The study by the American Society for Radiation Oncology found that men who had radiation regimens of five weeks instead of seven weeks, saw positive results while not increasing their risks of long-term side effects. Prostate cancer is highly treatable when caught early enough. In the United States, the 10-year survival rate is 98%.
Undergoing fewer radiation treatments after surgery can be desirable for prostate cancer patients for many reasons, especially convenience. But Dr. Neha Vapiwala, a radiation oncologist at the University of Pennsylvania, told U.S. News & World Report that the safety of a shorter regimen has been a major concern among doctors and patients. She was not involved in the study.
Vapiwala did say that these new findings offer "level-one evidence" that a shorter course with higher doses can be delivered safely.
In the trial, the men who were assigned to higher-dose regimens had more gastrointestinal symptoms, such as cramps, diarrhea and nausea, than those assigned to traditional courses of radiation. However, these symptoms had been completely resolved in both groups before their six-month follow-up appointments.

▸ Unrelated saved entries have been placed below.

//! Transactional edits against one method's instruction list.
//!
//! A [`ChangeBatch`] records removals, replacements, and insertions keyed
//! by instruction index, then applies them all at once. Validation runs
//! against the candidate result before the method is touched: anchors must
//! be in range, no two edits may claim the same instruction, and every
//! label still referenced by a jump, switch, handler range, line-number
//! entry, local-variable range, or stack-map frame must survive. A batch
//! that fails validation leaves the method exactly as it was. Dropping an
//! uncommitted batch discards it.

use std::collections::{BTreeMap, HashSet};

use tracing::trace;

use classweave_core::{Insn, LabelId, MethodNode};
use classweave_utils::errors::EditError;

#[derive(Debug, Clone)]
enum Edit {
    Remove,
    Replace(Vec<Insn>),
}

/// A pending set of structural edits. Indices always refer to the method
/// as it was when the batch was opened.
#[derive(Debug, Default)]
pub struct ChangeBatch {
    edits: Vec<(usize, Edit)>,
    before: BTreeMap<usize, Vec<Insn>>,
    after: BTreeMap<usize, Vec<Insn>>,
}

impl ChangeBatch {
    pub fn new() -> Self {
        Self::default()
    }

    pub fn is_empty(&self) -> bool {
        self.edits.is_empty() && self.before.is_empty() && self.after.is_empty()
    }

    /// Deletes the instruction at `index`.
    pub fn remove(&mut self, index: usize) -> &mut Self {
        self.edits.push((index, Edit::Remove));
        self
    }

    /// Replaces the instruction at `index` with `insns`.
    pub fn replace(&mut self, index: usize, insns: Vec<Insn>) -> &mut Self {
        self.edits.push((index, Edit::Replace(insns)));
        self
    }

    /// Inserts `insns` immediately before `index`. Repeated insertions at
    /// one anchor accumulate in call order.
    pub fn insert_before(&mut self, index: usize, insns: Vec<Insn>) -> &mut Self {
        self.before.entry(index).or_default().extend(insns);
        self
    }

    /// Inserts `insns` immediately after `index`.
    pub fn insert_after(&mut self, index: usize, insns: Vec<Insn>) -> &mut Self {
        self.after.entry(index).or_default().extend(insns);
        self
    }

    /// Validates and applies every recorded edit, returning whether the
    /// instruction list actually changed. On error nothing is modified.
    pub fn commit(self, method: &mut MethodNode) -> Result<bool, EditError> {
        let len = method.instructions.len();

        let mut replacements: BTreeMap<usize, Edit> = BTreeMap::new();
        for (index, edit) in self.edits {
            if index >= len {
                return Err(EditError::AnchorOutOfRange { index, len });
            }
            if replacements.insert(index, edit).is_some() {
                return Err(EditError::ConflictingEdits(index));
            }
        }
        for &index in self.before.keys().chain(self.after.keys()) {
            if index >= len {
                return Err(EditError::AnchorOutOfRange { index, len });
            }
        }

        let mut candidate = Vec::with_capacity(len);
        for (i, insn) in method.instructions.iter().enumerate() {
            if let Some(insns) = self.before.get(&i) {
                candidate.extend(insns.iter().cloned());
            }
            match replacements.get(&i) {
                Some(Edit::Remove) => {}
                Some(Edit::Replace(insns)) => candidate.extend(insns.iter().cloned()),
                None => candidate.push(insn.clone()),
            }
            if let Some(insns) = self.after.get(&i) {
                candidate.extend(insns.iter().cloned());
            }
        }

        validate_labels(method, &candidate)?;

        if candidate == method.instructions {
            return Ok(false);
        }
        trace!(
            method = %method.name,
            from = len,
            to = candidate.len(),
            "committed change batch"
        );
        method.instructions = candidate;
        // Unknown code attributes carry raw byte offsets that are now
        // stale; the interpreted tables are label-based and survive.
        method.code_attrs.clear();
        Ok(true)
    }
}

/// Every label referent in the candidate and in the method's tables must
/// point at a surviving `Insn::Label`.
fn validate_labels(method: &MethodNode, candidate: &[Insn]) -> Result<(), EditError> {
    let surviving: HashSet<LabelId> = candidate
        .iter()
        .filter_map(|insn| match insn {
            Insn::Label(label) => Some(*label),
            _ => None,
        })
        .collect();

    let check = |label: LabelId, referent: &'static str| -> Result<(), EditError> {
        if surviving.contains(&label) {
            Ok(())
        } else {
            Err(EditError::DanglingLabel {
                method: method.name.clone(),
                label: label.0,
                referent,
            })
        }
    };

    for insn in candidate {
        for label in insn.referenced_labels() {
            check(label, "branch")?;
        }
    }
    for tc in &method.try_catches {
        check(tc.start, "exception handler range")?;
        check(tc.end, "exception handler range")?;
        check(tc.handler, "exception handler")?;
    }
    for ln in &method.line_numbers {
        check(ln.start, "line number entry")?;
    }
    for lv in &method.local_vars {
        check(lv.start, "local variable range")?;
        check(lv.end, "local variable range")?;
    }
    for frame in &method.frames {
        check(frame.at, "stack map frame")?;
    }
    Ok(())
}

#[cfg(test)]
mod tests {
    use super::*;
    use classweave_core::{access, Opcode};

    fn method(instructions: Vec<Insn>) -> MethodNode {
        let mut m = MethodNode::new(access::ACC_STATIC, "subject", "()V");
        m.instructions = instructions;
        m
    }

    #[test]
    fn ordered_application() {
        let mut m = method(vec![
            Insn::Simple(Opcode::Iconst1),
            Insn::Simple(Opcode::Pop),
            Insn::Simple(Opcode::Return),
        ]);
        let mut batch = ChangeBatch::new();
        batch.remove(0);
        batch.replace(1, vec![Insn::Simple(Opcode::Nop)]);
        batch.insert_before(2, vec![Insn::Simple(Opcode::Nop)]);
        assert_eq!(batch.commit(&mut m), Ok(true));
        assert_eq!(
            m.instructions,
            vec![
                Insn::Simple(Opcode::Nop),
                Insn::Simple(Opcode::Nop),
                Insn::Simple(Opcode::Return),
            ]
        );
    }

    #[test]
    fn conflicting_edits_rejected_atomically() {
        let original = vec![Insn::Simple(Opcode::Iconst1), Insn::Simple(Opcode::Return)];
        let mut m = method(original.clone());
        let mut batch = ChangeBatch::new();
        batch.remove(0);
        batch.replace(0, vec![Insn::Simple(Opcode::Nop)]);
        assert!(matches!(
            batch.commit(&mut m),
            Err(EditError::ConflictingEdits(0))
        ));
        assert_eq!(m.instructions, original);
    }

    #[test]
    fn anchor_out_of_range() {
        let mut m = method(vec![Insn::Simple(Opcode::Return)]);
        let mut batch = ChangeBatch::new();
        batch.remove(9);
        assert!(matches!(
            batch.commit(&mut m),
            Err(EditError::AnchorOutOfRange { index: 9, len: 1 })
        ));
    }

    #[test]
    fn dangling_jump_target_rejected() {
        let mut m = MethodNode::new(access::ACC_STATIC, "subject", "()V");
        let target = m.new_label();
        m.instructions = vec![
            Insn::Jump { op: Opcode::Goto, target },
            Insn::Label(target),
            Insn::Simple(Opcode::Return),
        ];
        let original = m.instructions.clone();
        let mut batch = ChangeBatch::new();
        batch.remove(1);
        let err = batch.commit(&mut m).unwrap_err();
        assert!(matches!(err, EditError::DanglingLabel { label: 0, .. }));
        assert_eq!(m.instructions, original);
    }

    #[test]
    fn dangling_handler_rejected() {
        let mut m = MethodNode::new(access::ACC_STATIC, "subject", "()V");
        let start = m.new_label();
        let end = m.new_label();
        let handler = m.new_label();
        m.instructions = vec![
            Insn::Label(start),
            Insn::Simple(Opcode::Nop),
            Insn::Label(end),
            Insn::Simple(Opcode::Return),
            Insn::Label(handler),
            Insn::Simple(Opcode::Athrow),
        ];
        m.try_catches.push(classweave_core::TryCatch {
            start,
            end,
            handler,
            catch_type: None,
        });
        let mut batch = ChangeBatch::new();
        batch.remove(4);
        assert!(matches!(
            batch.commit(&mut m),
            Err(EditError::DanglingLabel { .. })
        ));
    }

    #[test]
    fn noop_batch_reports_unchanged() {
        let mut m = method(vec![Insn::Simple(Opcode::Return)]);
        let batch = ChangeBatch::new();
        assert_eq!(batch.commit(&mut m), Ok(false));
    }
}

Additionally, urinary problems which can occur after radiation, like leakage or burning during urination, do not appear to increase among patients given the higher-dose regimens – neither in the short term nor in the two years after treatment.
"Preserving quality of life was a major priority when testing the shorter treatment course," lead researcher Dr. Mark Buyyounouski said. "It is important for patients to know that accepting a more convenient treatment doesn't mean they have to compromise on quality of life."
Buyyounouski said shorter treatment courses could also lessen the time patients need to take from work, as well as reduce their travel expenses and co-pays.
The study involved 296 men at more than 90 centers in North America who had undergone surgery for prostate cancer and needed follow-up radiation. Around half of the participants were randomly assigned to receive standard doses over seven weeks, while the rest were given higher doses over five weeks.
"Short-term side effects of radiation therapy are well-established, and patients understand that," Buyyounouski, a professor of radiation oncology at Stanford University School of Medicine, said. "What patients ultimately want to know is whether the side effects will go away, and that's what we saw in our study."
The idea of prostate cancer patients being treated with shorter radiation courses is not new. For some men it is an option instead of surgery, but it has not been frequently offered to men who do have surgery first.
The findings were presented at the annual meeting of the American Society for Radiation Oncology. The data is considered preliminary until it is published in a peer-reviewed journal.